Il y a quelques jours de ça, je cherchais à tout prix à visionner un film qui traite intelligemment de sexe, d'amour, de jeunesse, de tourments, de désirs inavoués, et il fallait par dessus tout que ce film me touche, me touche vraiment. Je cherchais ce film, qui laisse sans voix une fois fini, et je l'ai trouvé avec Deep End. Avant le visionnage je ne connaissais rien de Skolimowski et de son travail, douce et agréable surprise donc.


Londres, tout début des années 70. Mike, un jeune homme timide et poli de 15 ans vient d'arrêter les cours et décroche par conséquent un job dans une piscine municipale de l'East End. Son boulot consiste à s'occuper des client(e)s : les installer dans des cabines, leur apporter le nécessaire pour se laver, et... bien plus encore. Oui, car ce jeune Mike que l'on a tous plus ou moins été (naïf, curieux, fragile, tantôt impétueux tantôt sur ses gardes), va voir s'ouvrir devant lui un univers qui se trouve à la frontière entre le malsain et l'excitant. Un univers dans lequel il va découvrir la nudité, la perversion, la frustration des uns, l'appétit sexuel des autres. En effet, car ce qu'il se passe dans les cabines de ces bains municipaux relève quasiment de la prostitution.

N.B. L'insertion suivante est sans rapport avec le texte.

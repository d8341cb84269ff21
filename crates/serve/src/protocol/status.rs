//! Response status codes understood by the server.
//!
//! The set is closed. Every variant has a literal reason phrase for
//! the status line and, where a body makes sense, a canned HTML page used by
//! [`Response::stock`](crate::protocol::Response::stock).

use std::fmt;

use http::StatusCode;

#[derive(Debug, Clone, Copy, PartialEq, Eq, Hash, Default)]
pub enum Status {
    SwitchingProtocols,
    #[default]
    Ok,
    Created,
    Accepted,
    NoContent,
    MultipleChoices,
    MovedPermanently,
    Found,
    SeeOther,
    NotModified,
    TemporaryRedirect,
    BadRequest,
    Unauthorized,
    Forbidden,
    NotFound,
    MethodNotAllowed,
    InternalServerError,
    NotImplemented,
    BadGateway,
    ServiceUnavailable,
    HttpVersionNotSupported,
}

impl Status {
    pub const fn code(self) -> u16 {
        match self {
            Status::SwitchingProtocols => 101,
            Status::Ok => 200,
            Status::Created => 201,
            Status::Accepted => 202,
            Status::NoContent => 204,
            Status::MultipleChoices => 300,
            Status::MovedPermanently => 301,
            Status::Found => 302,
            Status::SeeOther => 303,
            Status::NotModified => 304,
            Status::TemporaryRedirect => 307,
            Status::BadRequest => 400,
            Status::Unauthorized => 401,
            Status::Forbidden => 403,
            Status::NotFound => 404,
            Status::MethodNotAllowed => 405,
            Status::InternalServerError => 500,
            Status::NotImplemented => 501,
            Status::BadGateway => 502,
            Status::ServiceUnavailable => 503,
            Status::HttpVersionNotSupported => 505,
        }
    }

    pub const fn reason(self) -> &'static str {
        match self {
            Status::SwitchingProtocols => "Switching Protocols",
            Status::Ok => "OK",
            Status::Created => "Created",
            Status::Accepted => "Accepted",
            Status::NoContent => "No Content",
            Status::MultipleChoices => "Multiple Choices",
            Status::MovedPermanently => "Moved Permanently",
            Status::Found => "Found",
            Status::SeeOther => "See Other",
            Status::NotModified => "Not Modified",
            Status::TemporaryRedirect => "Temporary Redirect",
            Status::BadRequest => "Bad Request",
            Status::Unauthorized => "Unauthorized",
            Status::Forbidden => "Forbidden",
            Status::NotFound => "Not Found",
            Status::MethodNotAllowed => "Method Not Allowed",
            Status::InternalServerError => "Internal Server Error",
            Status::NotImplemented => "Not Implemented",
            Status::BadGateway => "Bad Gateway",
            Status::ServiceUnavailable => "Service Unavailable",
            Status::HttpVersionNotSupported => "HTTP Version Not Supported",
        }
    }

    /// Whether a response with this status may carry a body at all.
    pub const fn allows_body(self) -> bool {
        !matches!(self, Status::SwitchingProtocols | Status::NoContent | Status::NotModified)
    }

    /// The canned HTML page sent with synthesized responses.
    ///
    /// Empty for `200 OK` and for statuses that must not carry a body.
    pub fn stock_body(self) -> String {
        if matches!(self, Status::Ok) || !self.allows_body() {
            return String::new();
        }

        let reason = self.reason();
        format!(
            "<html><head><title>{reason}</title></head><body><h1>{code} {reason}</h1></body></html>",
            code = self.code()
        )
    }
}

impl fmt::Display for Status {
    fn fmt(&self, f: &mut fmt::Formatter<'_>) -> fmt::Result {
        write!(f, "{} {}", self.code(), self.reason())
    }
}

impl From<Status> for StatusCode {
    fn from(status: Status) -> Self {
        // every variant is a registered status code
        StatusCode::from_u16(status.code()).unwrap_or(StatusCode::INTERNAL_SERVER_ERROR)
    }
}

/// The status code has no [`Status`] variant.
#[derive(Debug, Clone, Copy, PartialEq, Eq, thiserror::Error)]
#[error("unsupported status code {0}")]
pub struct UnsupportedStatus(pub u16);

impl TryFrom<u16> for Status {
    type Error = UnsupportedStatus;

    fn try_from(code: u16) -> Result<Self, Self::Error> {
        let status = match code {
            101 => Status::SwitchingProtocols,
            200 => Status::Ok,
            201 => Status::Created,
            202 => Status::Accepted,
            204 => Status::NoContent,
            300 => Status::MultipleChoices,
            301 => Status::MovedPermanently,
            302 => Status::Found,
            303 => Status::SeeOther,
            304 => Status::NotModified,
            307 => Status::TemporaryRedirect,
            400 => Status::BadRequest,
            401 => Status::Unauthorized,
            403 => Status::Forbidden,
            404 => Status::NotFound,
            405 => Status::MethodNotAllowed,
            500 => Status::InternalServerError,
            501 => Status::NotImplemented,
            502 => Status::BadGateway,
            503 => Status::ServiceUnavailable,
            505 => Status::HttpVersionNotSupported,
            other => return Err(UnsupportedStatus(other)),
        };
        Ok(status)
    }
}

impl TryFrom<StatusCode> for Status {
    type Error = UnsupportedStatus;

    fn try_from(code: StatusCode) -> Result<Self, Self::Error> {
        Status::try_from(code.as_u16())
    }
}

#[cfg(test)]
mod tests {
    use super::*;

    #[test]
    fn reason_matches_http_crate() {
        for code in [101, 200, 201, 202, 204, 300, 301, 302, 303, 304, 307, 400, 401, 403, 404, 405, 500, 501, 502, 503, 505] {
            let status = Status::try_from(code).unwrap();
            assert_eq!(status.code(), code);
            assert_eq!(StatusCode::from(status).as_u16(), code);
            assert_eq!(Some(status.reason()), StatusCode::from(status).canonical_reason());
        }
    }

    #[test]
    fn unknown_code_is_rejected() {
        assert_eq!(Status::try_from(418), Err(UnsupportedStatus(418)));
        assert_eq!(Status::try_from(StatusCode::IM_A_TEAPOT), Err(UnsupportedStatus(418)));
    }

    #[test]
    fn stock_bodies() {
        assert_eq!(
            Status::NotFound.stock_body(),
            "<html><head><title>Not Found</title></head><body><h1>404 Not Found</h1></body></html>"
        );
        assert!(Status::Ok.stock_body().is_empty());
        assert!(Status::NoContent.stock_body().is_empty());
        assert!(Status::NotModified.stock_body().is_empty());
        assert_eq!(Status::BadGateway.to_string(), "502 Bad Gateway");
    }
}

Et c'est au milieu de ce monde "d'adultes" que le coeur de Mike (tout comme le notre le temps du visionnage) va vaciller puis vriller pour sa collègue, Susan. Oh Susan, oui Susan. Une sulfureuse et délicieuse jeune femme à la chevelure de feu, ou devrais-je dire à la chevelure de sang. Et cette Susan a absolument tout d'une fille pour laquelle on ferait n'importe quoi, mais dont on sait que l'amour qui risquerait de grandir pour elle deviendrait inéluctablement destructeur : elle est cynique, rend volontairement jalouse, n'hésite pas à jouer la femme fatale, elle est libérée, couche sans scrupule avec le premier homme qui passe, ou du moins, celui qui sera le plus offrant, on sent qu'elle aime jouer avec les sentiments d'un peu tout le monde, bref, on la voit comme une jeune femme invulnérable face au monde, et tout ça, mon dieu que c'est charmant. C'est donc sans compter sur le jeu d'acteur et sur la beauté pénétrante de Jane Asher (Susan), que nous devenons Mike, que nous devenons amoureux.

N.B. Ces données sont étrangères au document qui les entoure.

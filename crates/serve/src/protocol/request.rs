//! The request model handed to application handlers.
//!
//! Both the HTTP parser and the FastCGI decoder stage their input into a
//! [`Request`]; handlers only ever see it read-only through the
//! [`Context`](crate::handler::Context).

use std::fmt;
use std::net::SocketAddr;

use bytes::Bytes;
use http::Method;

/// Protocol version as it appeared on the request line.
///
/// Kept as plain numbers because the grammar accepts any digit sequence and
/// HTTP/0.9 requests carry no version token at all.
#[derive(Debug, Clone, Copy, PartialEq, Eq, PartialOrd, Ord, Hash)]
pub struct Version {
    pub major: u16,
    pub minor: u16,
}

impl Version {
    pub const HTTP_09: Version = Version::new(0, 9);
    pub const HTTP_10: Version = Version::new(1, 0);
    pub const HTTP_11: Version = Version::new(1, 1);

    pub const fn new(major: u16, minor: u16) -> Self {
        Self { major, minor }
    }
}

impl Default for Version {
    fn default() -> Self {
        Version::HTTP_11
    }
}

impl fmt::Display for Version {
    fn fmt(&self, f: &mut fmt::Formatter<'_>) -> fmt::Result {
        write!(f, "HTTP/{}.{}", self.major, self.minor)
    }
}

/// A single request header, stored exactly as received.
#[derive(Debug, Clone, PartialEq, Eq)]
pub struct HeaderItem {
    pub name: String,
    pub value: String,
}

impl HeaderItem {
    pub fn new(name: impl Into<String>, value: impl Into<String>) -> Self {
        Self { name: name.into(), value: value.into() }
    }

    /// Case-insensitive name comparison.
    #[inline]
    pub fn is(&self, name: &str) -> bool {
        self.name.eq_ignore_ascii_case(name)
    }
}

/// A fully received request.
///
/// Headers keep their arrival order and duplicates; lookups by name are
/// case-insensitive and return the first match.
#[derive(Debug, Clone, PartialEq, Eq)]
pub struct Request {
    pub(crate) method: Method,
    pub(crate) uri: String,
    pub(crate) version: Version,
    pub(crate) headers: Vec<HeaderItem>,
    pub(crate) body: Bytes,
    pub(crate) keep_alive: bool,
    pub(crate) remote_addr: Option<SocketAddr>,
}

impl Default for Request {
    fn default() -> Self {
        Self {
            method: Method::GET,
            uri: String::new(),
            version: Version::default(),
            headers: Vec::new(),
            body: Bytes::new(),
            keep_alive: false,
            remote_addr: None,
        }
    }
}

impl Request {
    /// Returns a reference to the request's method.
    pub fn method(&self) -> &Method {
        &self.method
    }

    /// Returns the request target as sent by the client.
    pub fn uri(&self) -> &str {
        &self.uri
    }

    /// Returns the path portion of the request target, without the query.
    pub fn path(&self) -> &str {
        self.uri.split_once('?').map_or(self.uri.as_str(), |(path, _)| path)
    }

    /// Returns the query portion of the request target, if any.
    pub fn query(&self) -> Option<&str> {
        self.uri.split_once('?').map(|(_, query)| query)
    }

    pub fn version(&self) -> Version {
        self.version
    }

    pub fn headers(&self) -> &[HeaderItem] {
        &self.headers
    }

    /// Returns the value of the first header named `name`, ignoring case.
    pub fn header(&self, name: &str) -> Option<&str> {
        self.headers.iter().find(|item| item.is(name)).map(|item| item.value.as_str())
    }

    pub fn has_header(&self, name: &str) -> bool {
        self.headers.iter().any(|item| item.is(name))
    }

    /// Returns every value of the headers named `name`, in arrival order.
    pub fn header_values<'a>(&'a self, name: &'a str) -> impl Iterator<Item = &'a str> + 'a {
        self.headers.iter().filter(move |item| item.is(name)).map(|item| item.value.as_str())
    }

    /// The request body; only POST bodies announced by `Content-Length` over HTTP,
    /// or the whole stdin stream over FastCGI. Bodies of other HTTP methods
    /// are skipped and read as empty.
    pub fn body(&self) -> &Bytes {
        &self.body
    }

    /// Whether the client asked to reuse the connection after this request.
    pub fn keep_alive(&self) -> bool {
        self.keep_alive
    }

    /// The peer address, when the transport has one.
    pub fn remote_addr(&self) -> Option<SocketAddr> {
        self.remote_addr
    }
}

/// Decides keep-alive from the `Connection` header and the request version.
///
/// A `close` token always wins, a `keep-alive` token always keeps the
/// connection, and without either the version decides: HTTP/1.1 and later
/// default to persistent connections.
pub(crate) fn negotiate_keep_alive(headers: &[HeaderItem], version: Version) -> bool {
    let mut keep_alive = None;

    for item in headers.iter().filter(|item| item.is("Connection")) {
        for token in item.value.split(',').map(str::trim) {
            if token.eq_ignore_ascii_case("close") {
                return false;
            }
            if token.eq_ignore_ascii_case("keep-alive") {
                keep_alive = Some(true);
            }
        }
    }

    keep_alive.unwrap_or(version >= Version::HTTP_11)
}

#[cfg(test)]
mod tests {
    use super::*;

    fn request_with(headers: &[(&str, &str)]) -> Request {
        Request {
            headers: headers.iter().map(|(name, value)| HeaderItem::new(*name, *value)).collect(),
            uri: "/index.html?a=1&b=2".into(),
            ..Request::default()
        }
    }

    #[test]
    fn header_lookup_ignores_case() {
        let request = request_with(&[("content-length", "5"), ("Host", "a"), ("X-Tag", "1"), ("x-tag", "2")]);

        assert_eq!(request.header("Content-Length"), Some("5"));
        assert_eq!(request.header("HOST"), Some("a"));
        assert!(request.has_header("x-TAG"));
        assert!(!request.has_header("Cookie"));
        assert_eq!(request.header_values("X-Tag").collect::<Vec<_>>(), vec!["1", "2"]);
    }

    #[test]
    fn path_and_query() {
        let request = request_with(&[]);
        assert_eq!(request.path(), "/index.html");
        assert_eq!(request.query(), Some("a=1&b=2"));
    }

    #[test]
    fn keep_alive_rules() {
        let headers = |value: &str| vec![HeaderItem::new("Connection", value)];

        assert!(negotiate_keep_alive(&[], Version::HTTP_11));
        assert!(!negotiate_keep_alive(&[], Version::HTTP_10));
        assert!(!negotiate_keep_alive(&[], Version::HTTP_09));
        assert!(negotiate_keep_alive(&[], Version::new(2, 0)));

        assert!(negotiate_keep_alive(&headers("Keep-Alive"), Version::HTTP_10));
        assert!(!negotiate_keep_alive(&headers("close"), Version::HTTP_11));
        assert!(!negotiate_keep_alive(&headers("keep-alive, Close"), Version::HTTP_11));
        assert!(negotiate_keep_alive(&headers("Upgrade"), Version::HTTP_11));
        assert!(!negotiate_keep_alive(&headers("Upgrade"), Version::HTTP_10));
    }

    #[test]
    fn version_display_and_order() {
        assert_eq!(Version::HTTP_10.to_string(), "HTTP/1.0");
        assert!(Version::HTTP_09 < Version::HTTP_10);
        assert!(Version::new(1, 2) > Version::HTTP_11);
    }
}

Tantôt oppressés par les couleurs ternes d'un Londres qui nous dévore avec sa brutalité et sa marchandisation du sexe : la grisaille des rues, les lumières blafardes des bordels et des sex-shop, la neige; tantôt éblouis par les couleurs éclatantes à l'intérieur de la piscine : le rouge sang vif et agressif de la peinture sur le vert sapin rassurant des murs, le roux solaire d'une belle chevelure sur le jaune criard d'un imperméable, le rouge un peu moins vif du sang qui se disperse dans le bleu profond de l'eau.
C'est donc ensemble, avec Mike, que nous découvrons l'amour, et que nous adoptons son jeune regard qu'il a sur l'amour et le sexe.

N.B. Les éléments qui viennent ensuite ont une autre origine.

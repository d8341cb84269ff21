use std::mem;
use std::net::{IpAddr, SocketAddr};

use bytes::{Buf, BytesMut};
use http::Method;
use tokio_util::codec::{Decoder, Encoder};
use tracing::debug;

use crate::codec::{Limits, ResponseFrame};
use crate::ensure;
use crate::fastcgi::params::{ParamsDecoder, cgi_header_name};
use crate::fastcgi::record::{
    BeginRequest, FCGI_VERSION_1, HEADER_LEN, ProtocolStatus, RecordHeader, RecordType, Role, encode_end_request,
    encode_stream, encode_stream_end,
};
use crate::protocol::{FcgiError, HeaderItem, Request, SendError, Version};

#[derive(Debug, Clone, Copy, PartialEq, Eq)]
enum Phase {
    AwaitBegin,
    Params,
    Stdin,
    /// A request was handed out and its response is not finished yet.
    Responding,
}

impl Phase {
    fn describe(self) -> &'static str {
        match self {
            Phase::AwaitBegin => "awaiting BeginRequest",
            Phase::Params => "reading Params",
            Phase::Stdin => "reading Stdin",
            Phase::Responding => "responding",
        }
    }
}

#[derive(Debug, Default)]
struct RemoteEndpoint {
    ip: Option<IpAddr>,
    port: Option<u16>,
}

/// FastCGI responder codec: one request at a time per connection.
///
/// Decoding accepts `BeginRequest`, a Params stream and a Stdin stream, and
/// yields the request when the empty Stdin record arrives. Encoding wraps the
/// response in Stdout records of the session's request id and closes the
/// request with two empty Stdout records and an `EndRequest`.
#[derive(Debug)]
pub struct FcgiCodec {
    phase: Phase,
    limits: Limits,
    request_id: u16,
    keep_conn: bool,
    params: ParamsDecoder,
    staged: Request,
    remote: RemoteEndpoint,
    stdin: BytesMut,
    scratch: BytesMut,
}

impl Default for FcgiCodec {
    fn default() -> Self {
        Self::new(Limits::default())
    }
}

impl FcgiCodec {
    pub fn new(limits: Limits) -> Self {
        Self {
            phase: Phase::AwaitBegin,
            limits,
            request_id: 0,
            keep_conn: false,
            params: ParamsDecoder::new(limits.max_head_bytes),
            staged: Request::default(),
            remote: RemoteEndpoint::default(),
            stdin: BytesMut::new(),
            scratch: BytesMut::new(),
        }
    }

    /// The request id of the session in progress, 0 between requests.
    pub fn request_id(&self) -> u16 {
        self.request_id
    }

    fn reset_session(&mut self) {
        self.phase = Phase::AwaitBegin;
        self.request_id = 0;
        self.keep_conn = false;
        self.params.reset();
        self.staged = Request::default();
        self.remote = RemoteEndpoint::default();
        self.stdin.clear();
    }

    fn on_record(&mut self, header: RecordHeader, content: &[u8]) -> Result<Option<Request>, FcgiError> {
        ensure!(header.version == FCGI_VERSION_1, FcgiError::UnsupportedVersion(header.version));

        if self.phase == Phase::AwaitBegin {
            return self.on_begin_request(header, content).map(|()| None);
        }

        ensure!(header.request_id == self.request_id, FcgiError::request_id_mismatch(self.request_id, header.request_id));

        match (self.phase, header.record_type) {
            (_, RecordType::AbortRequest) => Err(FcgiError::Aborted(self.request_id)),

            (Phase::Params, RecordType::Params) if content.is_empty() => {
                self.params.finish()?;
                self.phase = Phase::Stdin;
                Ok(None)
            }

            (Phase::Params, RecordType::Params) => {
                let Self { params, staged, remote, limits, .. } = self;
                params.feed(content, |name, value| apply_param(staged, remote, limits.max_headers, name, value))?;
                Ok(None)
            }

            (Phase::Stdin, RecordType::Stdin) if content.is_empty() => Ok(Some(self.complete())),

            (Phase::Stdin, RecordType::Stdin) => {
                let max_size = self.limits.max_body_bytes;
                ensure!(self.stdin.len() + content.len() <= max_size, FcgiError::TooLarge { what: "stdin", max_size });
                self.stdin.extend_from_slice(content);
                Ok(None)
            }

            (phase, record_type) => Err(FcgiError::unexpected_record(record_type.into(), phase.describe())),
        }
    }

    fn on_begin_request(&mut self, header: RecordHeader, content: &[u8]) -> Result<(), FcgiError> {
        // management records carry request id 0
        ensure!(
            header.record_type == RecordType::BeginRequest && header.request_id != 0,
            FcgiError::unexpected_record(header.record_type.into(), self.phase.describe())
        );

        let begin = BeginRequest::parse(content)?;
        ensure!(begin.role == Role::Responder, FcgiError::UnsupportedRole(begin.role.into()));

        self.request_id = header.request_id;
        self.keep_conn = begin.keep_conn;
        self.phase = Phase::Params;
        debug!(request_id = self.request_id, keep_conn = self.keep_conn, "fastcgi request begins");
        Ok(())
    }

    fn complete(&mut self) -> Request {
        self.phase = Phase::Responding;

        let mut request = mem::take(&mut self.staged);
        request.body = self.stdin.split().freeze();
        request.keep_alive = self.keep_conn;

        let remote = mem::take(&mut self.remote);
        if let Some(ip) = remote.ip {
            request.remote_addr = Some(SocketAddr::new(ip, remote.port.unwrap_or(0)));
        }
        request
    }
}

fn apply_param(
    request: &mut Request,
    remote: &mut RemoteEndpoint,
    max_headers: usize,
    name: &[u8],
    value: &[u8],
) -> Result<(), FcgiError> {
    let name = String::from_utf8_lossy(name);
    let value = String::from_utf8_lossy(value);

    match &*name {
        "REQUEST_METHOD" => {
            request.method = Method::from_bytes(value.as_bytes())
                .map_err(|_e| FcgiError::malformed_params(format!("invalid REQUEST_METHOD {value:?}")))?;
        }
        "REQUEST_URI" => request.uri = value.into_owned(),
        "SERVER_PROTOCOL" => {
            if let Some(version) = parse_protocol(&value) {
                request.version = version;
            }
        }
        "REMOTE_ADDR" => remote.ip = value.parse().ok(),
        "REMOTE_PORT" => remote.port = value.parse().ok(),
        // web servers send these empty for bodiless requests
        "CONTENT_LENGTH" | "CONTENT_TYPE" if value.is_empty() => {}
        _ => {
            if let Some(header_name) = cgi_header_name(&name) {
                ensure!(request.headers.len() < max_headers, FcgiError::TooLarge { what: "headers", max_size: max_headers });
                request.headers.push(HeaderItem::new(header_name, value.into_owned()));
            }
        }
    }

    Ok(())
}

/// Parses `HTTP/x.y`.
fn parse_protocol(value: &str) -> Option<Version> {
    let (major, minor) = value.strip_prefix("HTTP/")?.split_once('.')?;
    Some(Version::new(major.parse().ok()?, minor.parse().ok()?))
}

impl Decoder for FcgiCodec {
    type Item = Request;
    type Error = FcgiError;

    fn decode(&mut self, src: &mut BytesMut) -> Result<Option<Self::Item>, Self::Error> {
        loop {
            let Some(header) = RecordHeader::parse(&src[..]) else {
                return Ok(None);
            };

            let record_len = header.record_len();
            if src.len() < record_len {
                src.reserve(record_len - src.len());
                return Ok(None);
            }

            let mut record = src.split_to(record_len);
            record.advance(HEADER_LEN);
            record.truncate(usize::from(header.content_length));

            if let Some(request) = self.on_record(header, &record)? {
                return Ok(Some(request));
            }
        }
    }
}

impl Encoder<ResponseFrame<'_>> for FcgiCodec {
    type Error = SendError;

    fn encode(&mut self, item: ResponseFrame<'_>, dst: &mut BytesMut) -> Result<(), Self::Error> {
        match item {
            ResponseFrame::Head { response, .. } => {
                self.scratch.clear();
                response.encode_cgi_head(&mut self.scratch)?;
                self.scratch.extend_from_slice(response.body());
                encode_stream(RecordType::Stdout, self.request_id, &self.scratch, dst);
            }
            ResponseFrame::Body(bytes) => encode_stream(RecordType::Stdout, self.request_id, bytes, dst),
            ResponseFrame::End => {
                encode_stream_end(RecordType::Stdout, self.request_id, dst);
                encode_stream_end(RecordType::Stdout, self.request_id, dst);
                encode_end_request(self.request_id, 0, ProtocolStatus::RequestComplete, dst);
                self.reset_session();
            }
        }
        Ok(())
    }
}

Ce qui rend également ce film si singulier, c'est sa capacité à rendre le réel étrange. Certaines scènes sont tellement surréalistes, que l'on se réveille pendant une demi-seconde en se disant :"attends, quoi, c'est possible ça ? ça arrive vraiment ce genre de choses ?", mais rien à faire, on se rendort gentiment, on pénètre une fois de plus dans ce magnifique rêve éveillé, et on se laisse hypnotiser. Différents exemples me viennent à l'esprit : la scène où Mike rentre par inadvertance dans la chambre d'une prostituée, laquelle a une jambe cassée et se sert d'une ribambelle de cordes sur les lesquelles elle tire pour ouvrir/fermer la porte, activer/éteindre une platine vinyle, etc; la scène où des types finissent par se battre en pleine rue à cause d'une pancarte représentant une femme nue (femme ressemblant très fortement, trop fortement à Susan), la scène où Mike se retrouve en plein dans le métro au milieu de tout le monde avec cette même pancarte dans les bras, et bien sûr la scène où lui et Susan se tuent à retrouver un minuscule diamant perdu dans des monceaux de neige en plein milieu de la piscine vide. Surréaliste, bizarre, étrange même, mais magnifique. Mais le point d'orgue du film, c'est bien entendu la fin.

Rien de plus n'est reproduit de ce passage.